- TASK ITEM -
Copy, from the data below, every line that has "result" in it.

- GIVEN INFORMATION -

--

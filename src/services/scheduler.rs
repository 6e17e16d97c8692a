// SPDX-License-Identifier: MIT
// Copyright 2026 Roland Dreier <roland@rolandd.dev>

//! Periodic statistics recompute.
//!
//! A single background task ticks on a fixed interval and runs a cycle:
//! list every runner, then recompute the current week, month and year for
//! each of them on a bounded pool. One runner failing (error or panic) is
//! logged and never stops the others.
//!
//! At most one cycle runs at a time. A timer tick that finds a cycle in
//! flight is skipped; a manual trigger waits for it and then runs.

use crate::services::StatisticsAggregator;
use chrono::{DateTime, Utc};
use futures_util::{stream, StreamExt};
use serde::Serialize;
use std::sync::Arc;
use std::time::{Duration, Instant};
use tokio::sync::{watch, Mutex, OwnedMutexGuard};
use tokio::task::JoinHandle;
use tokio::time::MissedTickBehavior;
#[cfg(feature = "binding-generation")]
use ts_rs::TS;

/// Outcome of one scheduler cycle.
#[derive(Debug, Clone, Default, Serialize)]
#[cfg_attr(feature = "binding-generation", derive(TS))]
#[cfg_attr(
    feature = "binding-generation",
    ts(export, export_to = "web/src/lib/generated/")
)]
pub struct CycleReport {
    /// Runners found in the record store.
    pub runners: u32,
    /// Runners whose three rows were all upserted.
    pub succeeded: u32,
    /// Runners that failed, sorted by name.
    pub failed: Vec<String>,
    /// True when the runner list itself could not be read.
    pub listing_failed: bool,
    /// True when the tick was dropped because a cycle was already running.
    pub skipped: bool,
}

impl CycleReport {
    fn skipped() -> Self {
        Self {
            skipped: true,
            ..Self::default()
        }
    }
}

/// Handle of the running timer task.
struct TimerTask {
    shutdown: watch::Sender<bool>,
    handle: JoinHandle<()>,
}

/// Drives [`StatisticsAggregator`] over all runners on an interval.
pub struct StatisticsScheduler {
    aggregator: Arc<StatisticsAggregator>,
    interval: Duration,
    max_concurrency: usize,
    /// Owned by the task running a cycle, for the whole duration of it.
    cycle_lock: Arc<Mutex<()>>,
    timer: std::sync::Mutex<Option<TimerTask>>,
}

impl StatisticsScheduler {
    pub fn new(
        aggregator: Arc<StatisticsAggregator>,
        interval: Duration,
        max_concurrency: usize,
    ) -> Self {
        Self {
            aggregator,
            interval,
            max_concurrency: max_concurrency.max(1),
            cycle_lock: Arc::new(Mutex::new(())),
            timer: std::sync::Mutex::new(None),
        }
    }

    /// Spawn the timer task. The first tick fires immediately.
    ///
    /// Calling `start` while the timer is already running does nothing.
    pub fn start(self: &Arc<Self>) {
        let mut timer = self.timer.lock().unwrap_or_else(|e| e.into_inner());
        if timer.is_some() {
            tracing::debug!("Statistics scheduler already running");
            return;
        }

        tracing::info!(
            interval_secs = self.interval.as_secs(),
            max_concurrency = self.max_concurrency,
            "Starting statistics scheduler"
        );

        let (shutdown, mut shutdown_rx) = watch::channel(false);
        let scheduler = Arc::clone(self);
        let handle = tokio::spawn(async move {
            let mut interval = tokio::time::interval(scheduler.interval);
            interval.set_missed_tick_behavior(MissedTickBehavior::Skip);

            loop {
                tokio::select! {
                    _ = interval.tick() => {
                        scheduler.run_cycle().await;
                    }
                    // Fires on the shutdown signal or when the sender is gone.
                    _ = shutdown_rx.changed() => break,
                }
            }

            tracing::info!("Statistics scheduler stopped");
        });

        *timer = Some(TimerTask { shutdown, handle });
    }

    /// Signal the timer task to stop and wait for it to exit.
    ///
    /// A cycle already in progress is allowed to finish.
    pub async fn stop(&self) {
        let task = self
            .timer
            .lock()
            .unwrap_or_else(|e| e.into_inner())
            .take();

        if let Some(task) = task {
            let _ = task.shutdown.send(true);
            if let Err(e) = task.handle.await {
                tracing::warn!(error = %e, "Statistics scheduler task ended abnormally");
            }
        }
    }

    pub fn is_running(&self) -> bool {
        self.timer
            .lock()
            .map(|timer| timer.is_some())
            .unwrap_or(false)
    }

    /// Timer entry point: skipped if another cycle is in flight.
    pub async fn run_cycle(&self) -> CycleReport {
        let Ok(guard) = Arc::clone(&self.cycle_lock).try_lock_owned() else {
            tracing::warn!("Previous statistics cycle still running, skipping tick");
            return CycleReport::skipped();
        };
        self.spawn_cycle(guard, Utc::now()).await
    }

    /// Manual trigger: waits for any in-flight cycle, then runs.
    pub async fn run_cycle_now(&self) -> CycleReport {
        self.run_cycle_at(Utc::now()).await
    }

    /// Manual trigger anchored at `now` instead of the current time.
    pub async fn run_cycle_at(&self, now: DateTime<Utc>) -> CycleReport {
        tracing::info!("Manual statistics recompute requested");
        let guard = Arc::clone(&self.cycle_lock).lock_owned().await;
        self.spawn_cycle(guard, now).await
    }

    /// Run a cycle on its own task, which keeps `guard` until the cycle ends.
    ///
    /// Dropping the returned future does not cancel the cycle or release
    /// the lock early.
    async fn spawn_cycle(&self, guard: OwnedMutexGuard<()>, now: DateTime<Utc>) -> CycleReport {
        let aggregator = Arc::clone(&self.aggregator);
        let max_concurrency = self.max_concurrency;

        let handle = tokio::spawn(async move {
            let report = execute_cycle(aggregator, max_concurrency, now).await;
            drop(guard);
            report
        });

        handle.await.unwrap_or_else(|e| {
            tracing::error!(error = %e, "Statistics cycle task ended abnormally");
            CycleReport::default()
        })
    }
}

/// One pass over every runner, anchored at `now`.
async fn execute_cycle(
    aggregator: Arc<StatisticsAggregator>,
    max_concurrency: usize,
    now: DateTime<Utc>,
) -> CycleReport {
    let started = Instant::now();
    tracing::info!("Starting statistics cycle");

    let runners = match aggregator.records().list_distinct_runners().await {
        Ok(runners) => runners,
        Err(e) => {
            tracing::error!(error = %e, "Failed to list runners, skipping cycle");
            return CycleReport {
                listing_failed: true,
                ..CycleReport::default()
            };
        }
    };

    let total = runners.len() as u32;

    let outcomes: Vec<(String, bool)> = stream::iter(runners)
        .map(|runner| {
            let aggregator = Arc::clone(&aggregator);
            async move {
                // Each runner gets its own task so a panic stays contained.
                let task_runner = runner.clone();
                let result = tokio::spawn(async move {
                    aggregator
                        .recompute_current_periods(&task_runner, now)
                        .await
                })
                .await;

                let ok = match result {
                    Ok(Ok(_)) => {
                        tracing::debug!(runner = %runner, "Generated statistics for runner");
                        true
                    }
                    Ok(Err(e)) => {
                        tracing::error!(
                            runner = %runner,
                            error = %e,
                            "Error generating statistics for runner"
                        );
                        false
                    }
                    Err(e) => {
                        tracing::error!(
                            runner = %runner,
                            error = %e,
                            "Statistics task for runner panicked"
                        );
                        false
                    }
                };
                (runner, ok)
            }
        })
        .buffer_unordered(max_concurrency)
        .collect()
        .await;

    let mut failed: Vec<String> = outcomes
        .iter()
        .filter(|(_, ok)| !ok)
        .map(|(runner, _)| runner.clone())
        .collect();
    failed.sort();

    let report = CycleReport {
        runners: total,
        succeeded: total - failed.len() as u32,
        failed,
        listing_failed: false,
        skipped: false,
    };

    tracing::info!(
        runners = report.runners,
        succeeded = report.succeeded,
        failed = report.failed.len(),
        elapsed_ms = started.elapsed().as_millis() as u64,
        "Completed statistics cycle"
    );

    report
}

--

- EXERCISE ANSWER -
                let result = tokio::spawn(async move {
                let ok = match result {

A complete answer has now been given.